By releasing the corpus to the public, it is our hope that other teams of researchers will push it to new heights: reprocessing, labeling, and extracting more features; analyzing people’s stability and variability across repeat conversations; examining the way video-mediated conversation differs from face-to-face conversation; and pursuing answers to the large questions that remain outstanding. Perhaps other researchers will release their own complementary datasets of groups, friends, or work colleagues; of people with social anxiety; or of those talking across group divides. Ultimately, the expansion of this corpus, together with the release of more corpora, will allow accelerated progress toward a science of conversation.
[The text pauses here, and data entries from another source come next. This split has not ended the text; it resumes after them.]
impl InMemoryStore {
    pub fn new() -> Self {
        Self::default()
    }

    fn alloc_id(state: &mut StoreState) -> i64 {
        state.next_id += 1;
        state.next_id
    }

    pub fn category_repo(&self) -> CategoryStore {
        CategoryStore(self.clone())
    }

    pub fn post_repo(&self) -> PostStore {
        PostStore(self.clone())
    }

    pub fn comment_repo(&self) -> CommentStore {
        CommentStore(self.clone())
    }

    pub fn reaction_repo(&self) -> ReactionStore {
        ReactionStore(self.clone())
    }

    pub fn user_repo(&self) -> UserStore {
        UserStore(self.clone())
    }

    // ---- seeding helpers ----

    pub fn seed_user(&self, username: &str, role: Role) -> User {
        let mut state = self.state.lock().unwrap();
        let id = Self::alloc_id(&mut state);
        let user = User {
            id: UserId::new(id).unwrap(),
            username: Username::new(username).unwrap(),
            password_hash: PasswordHash::new("hashed:secret").unwrap(),
            role,
            is_active: true,
            created_at: Utc::now(),
        };
        state.users.insert(id, user.clone());
        user
    }

    pub fn deactivate_user(&self, id: UserId) {
        let mut state = self.state.lock().unwrap();
        if let Some(user) = state.users.get_mut(&i64::from(id)) {
            user.is_active = false;
        }
    }

    pub fn seed_category(&self, title: &str, slug: &str) -> Category {
        let mut state = self.state.lock().unwrap();
        let id = Self::alloc_id(&mut state);
        let category = Category {
            id: CategoryId::new(id).unwrap(),
            title: CategoryTitle::new(title).unwrap(),
            slug: Slug::new(slug).unwrap(),
        };
        state.categories.insert(id, category.clone());
        category
    }

    pub fn seed_post(
        &self,
        title: &str,
        slug: &str,
        category: &Category,
        author: Option<UserId>,
    ) -> Post {
        let mut state = self.state.lock().unwrap();
        let id = Self::alloc_id(&mut state);
        let now = Utc::now();
        let post = Post {
            id: PostId::new(id).unwrap(),
            title: PostTitle::new(title).unwrap(),
            body: PostBody::new("some text").unwrap(),
            slug: Slug::new(slug).unwrap(),
            likes: 0,
            dislikes: 0,
            author_id: author,
            category_id: category.id,
            created_at: now,
            updated_at: now,
        };
        state.posts.insert(id, post.clone());
        post
    }

    pub fn seed_comment(
        &self,
        post: &Post,
        author: Option<UserId>,
        parent: Option<CommentId>,
        text: &str,
    ) -> Comment {
        let mut state = self.state.lock().unwrap();
        let id = Self::alloc_id(&mut state);
        let now = Utc::now();
        let comment = Comment {
            id: CommentId::new(id).unwrap(),
            post_id: post.id,
            author_id: author,
            parent_id: parent,
            body: CommentBody::new(text).unwrap(),
            created_at: now,
            updated_at: now,
        };
        state.comments.insert(id, comment.clone());
        comment
    }

    pub fn seed_reaction(&self, post: &Post, user: UserId, kind: ReactionKind) {
        let mut state = self.state.lock().unwrap();
        let key = (i64::from(post.id), i64::from(user));
        state.reactions.insert(
            key,
            Reaction {
                post_id: post.id,
                user_id: user,
                kind,
                created_at: Utc::now(),
            },
        );
    }

    // ---- inspection helpers ----

    pub fn post_rows(&self) -> usize {
        self.state.lock().unwrap().posts.len()
    }

    pub fn comment_rows(&self) -> usize {
        self.state.lock().unwrap().comments.len()
    }

    pub fn reaction_rows(&self) -> usize {
        self.state.lock().unwrap().reactions.len()
    }

    pub fn find_post(&self, id: PostId) -> Option<Post> {
        self.state.lock().unwrap().posts.get(&i64::from(id)).cloned()
    }

    pub fn find_comment(&self, id: CommentId) -> Option<Comment> {
        self.state
            .lock()
            .unwrap()
            .comments
            .get(&i64::from(id))
            .cloned()
    }

    pub fn reaction_for(&self, post: &Post, user: UserId) -> Option<Reaction> {
        self.state
            .lock()
            .unwrap()
            .reactions
            .get(&(i64::from(post.id), i64::from(user)))
            .cloned()
    }

    /// Apply the user-deletion foreign-key policies: posts and comments keep
    /// their rows with a nulled author, reactions disappear with the user.
    pub fn delete_user(&self, id: UserId) {
        let mut state = self.state.lock().unwrap();
        let raw = i64::from(id);
        state.users.remove(&raw);
        for post in state.posts.values_mut() {
            if post.author_id == Some(id) {
                post.author_id = None;
            }
        }
        for comment in state.comments.values_mut() {
            if comment.author_id == Some(id) {
                comment.author_id = None;
            }
        }
        state.reactions.retain(|(_, user_id), _| *user_id != raw);
    }
}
Over the course of 2020, nearly 1500 people ranging in age from 19 to 66 were paired and engaged in recorded online video conversations. These recordings, which contain more than 7 million words across 850+ hours, together make up the CANDOR corpus, which we have introduced here. The wealth of linguistic, acoustic, visual, behavioral, and textual data that comprise this corpus allows researchers in a number of scientific disciplines to open fresh lines of inquiry into the most fundamental of human social activities: the spoken conversation.
We strongly encourage people to take the time to actually watch these recordings. We imagine that you will find, as we did, not only ideas for future research but also conversation’s notable power to connect people. Despite the awkward small talk, the differing politics, and the understandable reticence—at least initially—on the part of strangers meeting for the first time, people nonetheless managed to come together, often with great kindness, grace, and understanding.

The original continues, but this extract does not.